*** Dataset Section Begins ***

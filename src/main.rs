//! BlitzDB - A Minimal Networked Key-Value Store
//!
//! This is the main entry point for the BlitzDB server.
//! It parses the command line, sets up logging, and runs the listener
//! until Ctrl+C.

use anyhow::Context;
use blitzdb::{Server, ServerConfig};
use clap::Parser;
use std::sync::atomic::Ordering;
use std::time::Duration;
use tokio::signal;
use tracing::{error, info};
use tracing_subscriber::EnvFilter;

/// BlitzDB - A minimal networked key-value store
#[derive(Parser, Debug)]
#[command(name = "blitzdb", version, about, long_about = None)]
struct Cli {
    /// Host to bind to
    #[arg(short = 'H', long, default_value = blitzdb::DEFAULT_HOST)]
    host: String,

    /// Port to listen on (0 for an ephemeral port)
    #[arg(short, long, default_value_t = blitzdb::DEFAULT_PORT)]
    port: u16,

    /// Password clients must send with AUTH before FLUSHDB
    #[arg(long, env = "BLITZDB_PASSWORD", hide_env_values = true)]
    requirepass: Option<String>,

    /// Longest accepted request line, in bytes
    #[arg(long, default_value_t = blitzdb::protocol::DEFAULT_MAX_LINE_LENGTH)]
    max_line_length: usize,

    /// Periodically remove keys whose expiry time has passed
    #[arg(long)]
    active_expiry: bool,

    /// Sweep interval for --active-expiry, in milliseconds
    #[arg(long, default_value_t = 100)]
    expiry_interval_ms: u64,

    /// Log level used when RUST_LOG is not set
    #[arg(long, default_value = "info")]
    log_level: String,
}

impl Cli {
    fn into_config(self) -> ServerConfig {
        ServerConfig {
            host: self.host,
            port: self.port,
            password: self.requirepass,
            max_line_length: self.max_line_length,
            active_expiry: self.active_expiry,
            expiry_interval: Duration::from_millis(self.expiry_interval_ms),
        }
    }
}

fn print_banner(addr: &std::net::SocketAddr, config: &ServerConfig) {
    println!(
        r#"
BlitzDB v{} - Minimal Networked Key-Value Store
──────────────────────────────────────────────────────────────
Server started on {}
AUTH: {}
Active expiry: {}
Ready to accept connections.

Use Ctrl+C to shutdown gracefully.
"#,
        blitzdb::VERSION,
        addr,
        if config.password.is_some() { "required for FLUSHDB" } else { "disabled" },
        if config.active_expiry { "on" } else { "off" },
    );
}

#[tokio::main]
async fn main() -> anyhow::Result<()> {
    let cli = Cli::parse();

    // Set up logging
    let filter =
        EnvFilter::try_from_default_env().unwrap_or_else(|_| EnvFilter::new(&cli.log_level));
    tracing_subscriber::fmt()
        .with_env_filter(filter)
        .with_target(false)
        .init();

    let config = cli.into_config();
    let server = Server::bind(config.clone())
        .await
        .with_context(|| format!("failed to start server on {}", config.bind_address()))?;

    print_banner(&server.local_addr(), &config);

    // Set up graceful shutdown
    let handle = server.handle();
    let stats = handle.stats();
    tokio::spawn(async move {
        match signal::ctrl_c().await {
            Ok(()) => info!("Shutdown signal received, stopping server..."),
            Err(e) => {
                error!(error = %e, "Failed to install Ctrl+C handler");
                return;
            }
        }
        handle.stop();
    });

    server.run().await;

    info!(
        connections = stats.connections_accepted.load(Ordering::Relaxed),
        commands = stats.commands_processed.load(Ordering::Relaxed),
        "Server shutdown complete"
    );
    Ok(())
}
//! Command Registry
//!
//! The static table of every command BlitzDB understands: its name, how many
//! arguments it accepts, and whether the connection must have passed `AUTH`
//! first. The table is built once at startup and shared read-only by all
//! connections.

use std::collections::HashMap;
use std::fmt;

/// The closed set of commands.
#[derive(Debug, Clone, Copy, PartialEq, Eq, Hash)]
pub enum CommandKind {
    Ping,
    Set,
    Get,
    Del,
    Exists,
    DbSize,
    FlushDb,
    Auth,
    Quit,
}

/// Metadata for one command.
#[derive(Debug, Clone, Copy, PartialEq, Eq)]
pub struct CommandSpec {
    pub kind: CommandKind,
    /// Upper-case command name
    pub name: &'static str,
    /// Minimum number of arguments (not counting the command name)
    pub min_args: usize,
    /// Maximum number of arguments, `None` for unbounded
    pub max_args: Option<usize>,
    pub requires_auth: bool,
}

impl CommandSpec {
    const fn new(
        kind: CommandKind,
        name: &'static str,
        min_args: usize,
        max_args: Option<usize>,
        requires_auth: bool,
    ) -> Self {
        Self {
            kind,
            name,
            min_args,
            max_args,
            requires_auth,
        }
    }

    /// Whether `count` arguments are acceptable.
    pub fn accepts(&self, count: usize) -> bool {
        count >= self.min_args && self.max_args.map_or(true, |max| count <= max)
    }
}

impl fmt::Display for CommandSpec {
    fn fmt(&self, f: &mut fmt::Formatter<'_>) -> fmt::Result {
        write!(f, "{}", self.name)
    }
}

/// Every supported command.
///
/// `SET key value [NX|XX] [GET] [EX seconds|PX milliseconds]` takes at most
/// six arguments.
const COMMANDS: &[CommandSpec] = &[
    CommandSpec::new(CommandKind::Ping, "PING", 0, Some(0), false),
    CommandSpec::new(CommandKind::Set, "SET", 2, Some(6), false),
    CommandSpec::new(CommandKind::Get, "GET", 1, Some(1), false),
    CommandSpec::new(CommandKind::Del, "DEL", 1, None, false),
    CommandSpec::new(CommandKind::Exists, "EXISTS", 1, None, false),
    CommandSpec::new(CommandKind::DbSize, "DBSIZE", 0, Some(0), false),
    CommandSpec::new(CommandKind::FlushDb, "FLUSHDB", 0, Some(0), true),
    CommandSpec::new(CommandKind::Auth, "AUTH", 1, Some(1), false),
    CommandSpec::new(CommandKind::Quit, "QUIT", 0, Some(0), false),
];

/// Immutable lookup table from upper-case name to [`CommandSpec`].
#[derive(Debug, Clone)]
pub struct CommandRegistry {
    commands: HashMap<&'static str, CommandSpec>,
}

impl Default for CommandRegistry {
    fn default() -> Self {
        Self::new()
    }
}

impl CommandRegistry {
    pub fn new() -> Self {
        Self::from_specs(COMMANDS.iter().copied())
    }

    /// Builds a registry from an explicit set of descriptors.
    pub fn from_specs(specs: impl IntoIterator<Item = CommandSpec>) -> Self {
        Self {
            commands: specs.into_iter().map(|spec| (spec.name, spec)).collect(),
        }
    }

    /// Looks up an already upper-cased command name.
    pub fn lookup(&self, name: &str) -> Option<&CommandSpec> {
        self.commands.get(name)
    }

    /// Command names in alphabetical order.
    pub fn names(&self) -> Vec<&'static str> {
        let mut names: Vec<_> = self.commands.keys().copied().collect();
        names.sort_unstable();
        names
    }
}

*** Dataset Section Ends ***

What you should do: Please transcribe the entries above exactly as written.

Answer section:
filename src/main.rs
//! BlitzDB - A Minimal Networked Key-Value Store
//!
//! This is the main entry point for the BlitzDB server.
//! It parses the command line, sets up logging, and runs the listener
//! until Ctrl+C.

use anyhow::Context;
use blitzdb::{Server, ServerConfig};
use clap::Parser;
use std::sync::atomic::Ordering;
use std::time::Duration;
use tokio::signal;
use tracing::{error, info};
use tracing_subscriber::EnvFilter;

/// BlitzDB - A minimal networked key-value store
#[derive(Parser, Debug)]
#[command(name = "blitzdb", version, about, long_about = None)]
struct Cli {
    /// Host to bind to
    #[arg(short = 'H', long, default_value = blitzdb::DEFAULT_HOST)]
    host: String,

    /// Port to listen on (0 for an ephemeral port)
    #[arg(short, long, default_value_t = blitzdb::DEFAULT_PORT)]
    port: u16,

    /// Password clients must send with AUTH before FLUSHDB
    #[arg(long, env = "BLITZDB_PASSWORD", hide_env_values = true)]
    requirepass: Option<String>,

    /// Longest accepted request line, in bytes
    #[arg(long, default_value_t = blitzdb::protocol::DEFAULT_MAX_LINE_LENGTH)]
    max_line_length: usize,

    /// Periodically remove keys whose expiry time has passed
    #[arg(long)]
    active_expiry: bool,

    /// Sweep interval for --active-expiry, in milliseconds
    #[arg(long, default_value_t = 100)]
    expiry_interval_ms: u64,

    /// Log level used when RUST_LOG is not set
    #[arg(long, default_value = "info")]
    log_level: String,
}

impl Cli {
    fn into_config(self) -> ServerConfig {
        ServerConfig {
            host: self.host,
            port: self.port,
            password: self.requirepass,
            max_line_length: self.max_line_length,
            active_expiry: self.active_expiry,
            expiry_interval: Duration::from_millis(self.expiry_interval_ms),
        }
    }
}

fn print_banner(addr: &std::net::SocketAddr, config: &ServerConfig) {
    println!(
        r#"
BlitzDB v{} - Minimal Networked Key-Value Store
──────────────────────────────────────────────────────────────
Server started on {}
AUTH: {}
Active expiry: {}
Ready to accept connections.

Use Ctrl+C to shutdown gracefully.
"#,
        blitzdb::VERSION,
        addr,
        if config.password.is_some() { "required for FLUSHDB" } else { "disabled" },
        if config.active_expiry { "on" } else { "off" },
    );
}

#[tokio::main]
async fn main() -> anyhow::Result<()> {
    let cli = Cli::parse();

    // Set up logging
    let filter =
        EnvFilter::try_from_default_env().unwrap_or_else(|_| EnvFilter::new(&cli.log_level));
    tracing_subscriber::fmt()
        .with_env_filter(filter)
        .with_target(false)
        .init();

    let config = cli.into_config();
    let server = Server::bind(config.clone())
        .await
        .with_context(|| format!("failed to start server on {}", config.bind_address()))?;

    print_banner(&server.local_addr(), &config);

    // Set up graceful shutdown
    let handle = server.handle();
    let stats = handle.stats();
    tokio::spawn(async move {
        match signal::ctrl_c().await {
            Ok(()) => info!("Shutdown signal received, stopping server..."),
            Err(e) => {
                error!(error = %e, "Failed to install Ctrl+C handler");
                return;
            }
        }
        handle.stop();
    });

    server.run().await;

    info!(
        connections = stats.connections_accepted.load(Ordering::Relaxed),
        commands = stats.commands_processed.load(Ordering::Relaxed),
        "Server shutdown complete"
    );
    Ok(())
}
//! Command Registry
//!
//! The static table of every command BlitzDB understands: its name, how many
//! arguments it accepts, and whether the connection must have passed `AUTH`
//! first. The table is built once at startup and shared read-only by all
//! connections.

use std::collections::HashMap;
use std::fmt;

/// The closed set of commands.
#[derive(Debug, Clone, Copy, PartialEq, Eq, Hash)]
pub enum CommandKind {
    Ping,
    Set,
    Get,
    Del,
    Exists,
    DbSize,
    FlushDb,
    Auth,
    Quit,
}

/// Metadata for one command.
#[derive(Debug, Clone, Copy, PartialEq, Eq)]
pub struct CommandSpec {
    pub kind: CommandKind,
    /// Upper-case command name
    pub name: &'static str,
    /// Minimum number of arguments (not counting the command name)
    pub min_args: usize,
    /// Maximum number of arguments, `None` for unbounded
    pub max_args: Option<usize>,
    pub requires_auth: bool,
}

impl CommandSpec {
    const fn new(
        kind: CommandKind,
        name: &'static str,
        min_args: usize,
        max_args: Option<usize>,
        requires_auth: bool,
    ) -> Self {
        Self {
            kind,
            name,
            min_args,
            max_args,
            requires_auth,
        }
    }

    /// Whether `count` arguments are acceptable.
    pub fn accepts(&self, count: usize) -> bool {
        count >= self.min_args && self.max_args.map_or(true, |max| count <= max)
    }
}

impl fmt::Display for CommandSpec {
    fn fmt(&self, f: &mut fmt::Formatter<'_>) -> fmt::Result {
        write!(f, "{}", self.name)
    }
}

/// Every supported command.
///
/// `SET key value [NX|XX] [GET] [EX seconds|PX milliseconds]` takes at most
/// six arguments.
const COMMANDS: &[CommandSpec] = &[
    CommandSpec::new(CommandKind::Ping, "PING", 0, Some(0), false),
    CommandSpec::new(CommandKind::Set, "SET", 2, Some(6), false),
    CommandSpec::new(CommandKind::Get, "GET", 1, Some(1), false),
    CommandSpec::new(CommandKind::Del, "DEL", 1, None, false),
    CommandSpec::new(CommandKind::Exists, "EXISTS", 1, None, false),
    CommandSpec::new(CommandKind::DbSize, "DBSIZE", 0, Some(0), false),
    CommandSpec::new(CommandKind::FlushDb, "FLUSHDB", 0, Some(0), true),
    CommandSpec::new(CommandKind::Auth, "AUTH", 1, Some(1), false),
    CommandSpec::new(CommandKind::Quit, "QUIT", 0, Some(0), false),
];

/// Immutable lookup table from upper-case name to [`CommandSpec`].
#[derive(Debug, Clone)]
pub struct CommandRegistry {
    commands: HashMap<&'static str, CommandSpec>,
}

impl Default for CommandRegistry {
    fn default() -> Self {
        Self::new()
    }
}

impl CommandRegistry {
    pub fn new() -> Self {
        Self::from_specs(COMMANDS.iter().copied())
    }

    /// Builds a registry from an explicit set of descriptors.
    pub fn from_specs(specs: impl IntoIterator<Item = CommandSpec>) -> Self {
        Self {
            commands: specs.into_iter().map(|spec| (spec.name, spec)).collect(),
        }
    }

    /// Looks up an already upper-cased command name.
    pub fn lookup(&self, name: &str) -> Option<&CommandSpec> {
        self.commands.get(name)
    }

    /// Command names in alphabetical order.
    pub fn names(&self) -> Vec<&'static str> {
        let mut names: Vec<_> = self.commands.keys().copied().collect();
        names.sort_unstable();
        names
    }
}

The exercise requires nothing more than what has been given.